Output should begin at the line holding "criterion_main!(benches);" and end at the last line of the entries; print those lines verbatim and no others.

+-------+

//! CAN 帧编解码基准测试

use commlink_can::{CanFlags, CanFrame, decode_id, encode_id};
use criterion::{BenchmarkId, Criterion, black_box, criterion_group, criterion_main};

fn bench_id_codec(c: &mut Criterion) {
    let mut group = c.benchmark_group("id_codec");

    group.bench_function("encode_standard", |b| {
        b.iter(|| black_box(encode_id(black_box(0x123), CanFlags::empty())))
    });

    group.bench_function("encode_extended_rtr", |b| {
        b.iter(|| {
            black_box(encode_id(
                black_box(0x1ABC_DEF0),
                CanFlags::EXTENDED | CanFlags::REMOTE_REQUEST,
            ))
        })
    });

    group.bench_function("decode", |b| {
        b.iter(|| black_box(decode_id(black_box(0x9ABC_DEF0))))
    });

    group.finish();
}

fn bench_frame_codec(c: &mut Criterion) {
    let mut group = c.benchmark_group("frame_codec");

    for len in [0usize, 4, 8] {
        let payload = vec![0xA5u8; len];
        let frame = CanFrame::new(0x321, CanFlags::empty(), &payload).unwrap();
        let wire = frame.encode();

        group.bench_with_input(BenchmarkId::new("encode", len), &frame, |b, frame| {
            b.iter(|| black_box(frame.encode()))
        });
        group.bench_with_input(BenchmarkId::new("decode", len), &wire, |b, wire| {
            b.iter(|| black_box(CanFrame::decode(black_box(wire)).unwrap()))
        });
    }

    group.finish();
}

criterion_group!(benches, bench_id_codec, bench_frame_codec);
criterion_main!(benches);
//! # Commlink Serial
//!
//! termios 串口传输：
//!
//! - [`settings`]：波特率 / 数据位 / 停止位 / 校验的封闭集合与校验（所有平台）
//! - [`escalator`]：权限被拒绝时的一次性恢复能力（所有平台）
//! - [`SerialTransport`]：句柄化的打开/配置、有界超时读写、关闭（仅 Linux）
//!
//! ```no_run
//! # #[cfg(target_os = "linux")]
//! # fn main() -> Result<(), commlink_core::LinkError> {
//! use commlink_serial::{LineSettings, SerialBaud, SerialTransport, SuChmod};
//! use std::time::Duration;
//!
//! let mut transport = SerialTransport::with_escalator(SuChmod::new());
//! let handle = transport.open("/dev/ttyS1", LineSettings::new(SerialBaud::B115200))?;
//! transport.write(handle, b"AT\r", Duration::from_millis(500))?;
//! let mut buf = [0u8; 64];
//! let n = transport.read(handle, &mut buf, Duration::from_millis(500))?;
//! println!("{:?}", &buf[..n]);
//! transport.close(handle);
//! # Ok(())
//! # }
//! # #[cfg(not(target_os = "linux"))]
//! # fn main() {}
//! ```

pub mod escalator;
pub mod settings;

#[cfg(target_os = "linux")]
pub mod termios;
#[cfg(target_os = "linux")]
mod transport;

pub use escalator::{EscalationError, NoEscalation, PrivilegeEscalator, SuChmod};
pub use settings::{DataBits, LineSettings, Parity, SerialBaud, SerialConfig, StopBits};

#[cfg(target_os = "linux")]
pub use transport::{SerialLink, SerialTransport};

+-------+

ANSWER SPACE:
criterion_main!(benches);
//! # Commlink Serial
//!
//! termios 串口传输：
//!
//! - [`settings`]：波特率 / 数据位 / 停止位 / 校验的封闭集合与校验（所有平台）
//! - [`escalator`]：权限被拒绝时的一次性恢复能力（所有平台）
//! - [`SerialTransport`]：句柄化的打开/配置、有界超时读写、关闭（仅 Linux）
//!
//! ```no_run
//! # #[cfg(target_os = "linux")]
//! # fn main() -> Result<(), commlink_core::LinkError> {
//! use commlink_serial::{LineSettings, SerialBaud, SerialTransport, SuChmod};
//! use std::time::Duration;
//!
//! let mut transport = SerialTransport::with_escalator(SuChmod::new());
//! let handle = transport.open("/dev/ttyS1", LineSettings::new(SerialBaud::B115200))?;
//! transport.write(handle, b"AT\r", Duration::from_millis(500))?;
//! let mut buf = [0u8; 64];
//! let n = transport.read(handle, &mut buf, Duration::from_millis(500))?;
//! println!("{:?}", &buf[..n]);
//! transport.close(handle);
//! # Ok(())
//! # }
//! # #[cfg(not(target_os = "linux"))]
//! # fn main() {}
//! ```

pub mod escalator;
pub mod settings;

#[cfg(target_os = "linux")]
pub mod termios;
#[cfg(target_os = "linux")]
mod transport;

pub use escalator::{EscalationError, NoEscalation, PrivilegeEscalator, SuChmod};
pub use settings::{DataBits, LineSettings, Parity, SerialBaud, SerialConfig, StopBits};

#[cfg(target_os = "linux")]
pub use transport::{SerialLink, SerialTransport};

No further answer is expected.